氧诱导视网膜病变(OIR)的小鼠模型常用于研究早产儿视网膜病变(ROP)的发病机制以及血管生成的各个方面。视网膜星形胶质细胞被认为参与了视网膜血管生成。本研究旨在描述其在生理血管生成和病理性再血管化过程中的定位和细胞密度。从内源性 Pdgfra 启动子表达 H2B-GFP(融合组蛋白 2B 的绿色荧光蛋白)的小鼠从 P7(出生后第 7 天)到 P12(OIR 小鼠模型)保持在 75%的氧气中。对视网膜平片或冷冻切片进行神经胶质纤维酸性蛋白(Gfap)、谷氨酰胺合成酶(Glul)、胶原 IV(Col IV)、结蛋白(Des)、半胱天冬酶 3(Casp3)、配对盒 2(Pax2)或 Ki67 的免疫染色。使用 ImageJ 宏 AuTOCellQuant 对星形胶质细胞核进行计数。通过 Hypoxyprobe 研究视网膜的缺氧状态。Pdgfra 报告小鼠的 GFP 信号与 Pax2 共定位,Pax2 是视网膜星形胶质细胞的核标记物。与 Gfap 或 Pax2 染色相比,这种明亮的标记物更容易定量。在生理发育过程中对星形胶质细胞密度的定量表明,星形胶质细胞从视神经头部向周围呈同心波状扩散。在初级血管丛重塑为分级血管树的过程中(P1 时最大星形胶质细胞密度为 2800 个/平方毫米,最终星形胶质细胞密度为 800 个/平方毫米),星形胶质细胞密度降低。在 OIR 模型中,在周边血管化区域,星形胶质细胞的密度升高。
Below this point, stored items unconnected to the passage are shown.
use crate::errors::{AppError, AppResult};
use serde::{Deserialize, Serialize};
use std::fmt;

/// Movement of a fish through the counter.
#[derive(Debug, Clone, Copy, Serialize, Deserialize, PartialEq, Eq, PartialOrd, Ord, Hash, Default)]
pub enum Direction {
    Up,
    Down,
    Stay,
    #[default]
    Unset,
}

impl Direction {
    /// Parse operator input. `x` is the quick-entry shortcut for Stay.
    pub fn parse(s: &str) -> AppResult<Self> {
        match s.trim().to_lowercase().as_str() {
            "up" | "u" => Ok(Self::Up),
            "down" | "d" => Ok(Self::Down),
            "stay" | "x" | "s" => Ok(Self::Stay),
            "" | "unset" | "none" => Ok(Self::Unset),
            other => Err(AppError::InvalidDirection(other.to_string())),
        }
    }

    pub fn as_str(&self) -> &'static str {
        match self {
            Direction::Up => "Up",
            Direction::Down => "Down",
            Direction::Stay => "Stay",
            Direction::Unset => "",
        }
    }

    /// Short upper-case label used in tallies ("1 Coho UP").
    pub fn short(&self) -> &'static str {
        match self {
            Direction::Up => "UP",
            Direction::Down => "DOWN",
            Direction::Stay => "STAY",
            Direction::Unset => "-",
        }
    }

    /// Convert enum → DB value (`NULL` for Unset)
    pub fn to_db(&self) -> Option<&'static str> {
        match self {
            Direction::Unset => None,
            other => Some(other.as_str()),
        }
    }

    /// Convert DB value → enum
    pub fn from_db(s: Option<&str>) -> Option<Self> {
        match s {
            None | Some("") => Some(Direction::Unset),
            Some("Up") => Some(Direction::Up),
            Some("Down") => Some(Direction::Down),
            Some("Stay") => Some(Direction::Stay),
            _ => None,
        }
    }

    pub fn is_set(&self) -> bool {
        !matches!(self, Direction::Unset)
    }
}

impl fmt::Display for Direction {
    fn fmt(&self, f: &mut fmt::Formatter<'_>) -> fmt::Result {
        f.write_str(self.as_str())
    }
}

#[cfg(test)]
mod tests {
    use super::*;

    #[test]
    fn parses_quick_entry_codes() {
        assert_eq!(Direction::parse("UP").unwrap(), Direction::Up);
        assert_eq!(Direction::parse("d").unwrap(), Direction::Down);
        assert_eq!(Direction::parse("x").unwrap(), Direction::Stay);
        assert_eq!(Direction::parse("").unwrap(), Direction::Unset);
        assert!(Direction::parse("sideways").is_err());
    }

    #[test]
    fn db_mapping_keeps_unset_as_null() {
        assert_eq!(Direction::Unset.to_db(), None);
        assert_eq!(Direction::from_db(None), Some(Direction::Unset));
        assert_eq!(Direction::from_db(Some("Stay")), Some(Direction::Stay));
        assert_eq!(Direction::from_db(Some("bogus")), None);
    }
}
/// ANSI color helper utilities for terminal output.
pub const RESET: &str = "\x1b[0m";

pub const GREY: &str = "\x1b[90m";

pub const RED: &str = "\x1b[31m";
pub const GREEN: &str = "\x1b[32m";

pub const YELLOW: &str = "\x1b[33m";
pub const CYAN: &str = "\x1b[36m";

/// Grey for empty cells (`""` or `--`), unchanged otherwise.
pub fn colorize_optional(value: &str) -> String {
    if value.trim().is_empty() || value.trim() == "--" {
        format!("{GREY}{value}{RESET}")
    } else {
        value.to_string()
    }
}

/// Colour used for a direction label.
pub fn color_for_direction(direction: &str) -> &'static str {
    match direction {
        "Up" | "UP" => GREEN,
        "Down" | "DOWN" => RED,
        "Stay" | "STAY" => YELLOW,
        _ => GREY,
    }
}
相反,在 P8 和 P10 之间的高氧阶段,由于细胞凋亡,星形胶质细胞密度降至正常水平的一半(400 个/平方毫米),仅在 P17 之后,当视网膜网络正常化后才升高。在 P12 和 P17 之间缺氧期间,在中央无血管区的大血管之间的角度处观察到星形胶质细胞密度的进一步下降。在血管丛中星形胶质细胞密度没有改变。高氧对星形胶质细胞的影响,包括星形胶质细胞密度的降低,并不是血管丛形成的原因。在缺氧阶段,受缺氧影响的星形胶质细胞与中央无血管区星形胶质细胞网络的减少相结合,是视网膜再血管化过程中病理性特征形成的重要决定因素。